Exercise requirements -
Every line of the material below, from the top through the line with "use anyhow::Context;", should be reproduced exactly.

Records supplied -
──────────
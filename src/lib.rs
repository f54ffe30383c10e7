pub mod client;
pub mod connector;
pub mod credentials;
pub mod error;
pub mod events;
pub mod external;
pub mod operator;
pub mod reconciler;
pub mod resource;
pub mod store;
pub mod testcase;

pub use operator::*;

use crate::client::ForgeConfig;
use crate::connector::{Connector, ForgeClientFactory};
use crate::events::{EventSource, EventsConfig};
use crate::reconciler::Cancellation;
use crate::store::{MemoryStore, ResourceStore};
use crate::testcase::TestCaseReconciler;
use anyhow::Context;
use drogue_bazaar::app::{Startup, StartupExt};
use std::path::PathBuf;
use std::sync::Arc;
use std::time::Duration;
use tokio::sync::mpsc;
use tokio::time::MissedTickBehavior;

#[derive(Clone, Debug, serde::Deserialize)]
pub struct Config {
    operator: OperatorConfig,
    #[serde(default)]
    forge: ForgeConfig,
    /// Receive change notifications from an MQTT endpoint
    #[serde(default)]
    events: Option<EventsConfig>,
}

#[derive(Clone, Debug, serde::Deserialize)]
pub struct OperatorConfig {
    /// Directory containing test case, provider config and secret manifests
    manifests: PathBuf,

    /// Interval of re-reading the manifests directory
    #[serde(default, with = "humantime_serde")]
    manifest_interval: Option<Duration>,

    /// Interval reconciling all test cases
    #[serde(default, with = "humantime_serde")]
    interval: Option<Duration>,

    /// Number of concurrent reconciliation passes
    #[serde(default)]
    workers: Option<usize>,

    #[serde(default, with = "humantime_serde")]
    pass_timeout: Option<Duration>,

    #[serde(default, with = "humantime_serde")]
    retry_delay: Option<Duration>,

    #[serde(default, with = "humantime_serde")]
    backoff_initial: Option<Duration>,

    #[serde(default, with = "humantime_serde")]
    backoff_max: Option<Duration>,
}

impl OperatorConfig {
    fn settings(&self) -> Settings {
        let defaults = Settings::default();
        Settings {
            interval: self.interval.unwrap_or(defaults.interval),
            workers: self.workers.unwrap_or(defaults.workers),
            pass_timeout: self.pass_timeout.unwrap_or(defaults.pass_timeout),
            retry_delay: self.retry_delay.unwrap_or(defaults.retry_delay),
            backoff_initial: self.backoff_initial.unwrap_or(defaults.backoff_initial),
            backoff_max: self.backoff_max.unwrap_or(defaults.backoff_max),
        }
    }
}

pub async fn run(config: Config, startup: &mut dyn Startup) -> anyhow::Result<()> {
    // the events config carries a token, don't log it
    log::info!("Operator config: {:#?}", config.operator);
    log::info!("Forge config: {:#?}", config.forge);

    let store = MemoryStore::new();
    store
        .sync_dir(&config.operator.manifests)
        .await
        .with_context(|| {
            format!(
                "Failed to load manifests from {}",
                config.operator.manifests.display()
            )
        })?;

    let (canceller, shutdown) = Cancellation::new();
    let (tx, rx) = mpsc::channel(100);

    let resources: Arc<dyn ResourceStore> = Arc::new(store.clone());
    let connector = Connector::new(
        resources.clone(),
        Arc::new(ForgeClientFactory::new(config.forge)),
    );
    let operator = Operator::new(
        TestCaseReconciler::new(resources.clone(), connector),
        resources,
        config.operator.settings(),
        shutdown,
    );

    if let Some(events) = config.events {
        let source = EventSource::connect(events).await?;
        let tx = tx.clone();
        startup.spawn(async move { source.run(tx).await });
    }

    let manifests = config.operator.manifests;
    let manifest_interval = config
        .operator
        .manifest_interval
        .unwrap_or(Duration::from_secs(10));
    startup.spawn(async move {
        watch_manifests(store, manifests, manifest_interval, tx).await;
        Ok(())
    });

    // the operator task ends once running passes are finished
    tokio::spawn(async move {
        match tokio::signal::ctrl_c().await {
            Ok(()) => {
                log::info!("Received shutdown signal");
                canceller.cancel();
            }
            Err(err) => log::warn!("Failed to listen for shutdown signal: {err}"),
        }
    });

    log::info!("Starting operator");

    startup.spawn(async move { operator.run(rx).await });

    Ok(())
}

/// Periodically re-read the manifests, triggering passes for changed test cases.
///
/// Runs until the operator stops receiving triggers.
async fn watch_manifests(
    store: MemoryStore,
    path: PathBuf,
    period: Duration,
    triggers: mpsc::Sender<String>,
) {
    let mut interval = tokio::time::interval(period);
    interval.set_missed_tick_behavior(MissedTickBehavior::Delay);
    // the first tick completes immediately, the initial sync already happened
    interval.tick().await;

    loop {
        interval.tick().await;

        let changed = match store.sync_dir(&path).await {
            Ok(changed) => changed,
            Err(err) => {
                log::warn!("Failed to sync manifests from {}: {err:#}", path.display());
                continue;
            }
        };

        for name in changed {
            if triggers.send(name).await.is_err() {
                return;
            }
        }
    }
}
──────────
Answer -
filename src/lib.rs
repository f54ffe30383c10e7
pub mod client;
pub mod connector;
pub mod credentials;
pub mod error;
pub mod events;
pub mod external;
pub mod operator;
pub mod reconciler;
pub mod resource;
pub mod store;
pub mod testcase;

pub use operator::*;

use crate::client::ForgeConfig;
use crate::connector::{Connector, ForgeClientFactory};
use crate::events::{EventSource, EventsConfig};
use crate::reconciler::Cancellation;
use crate::store::{MemoryStore, ResourceStore};
use crate::testcase::TestCaseReconciler;
use anyhow::Context;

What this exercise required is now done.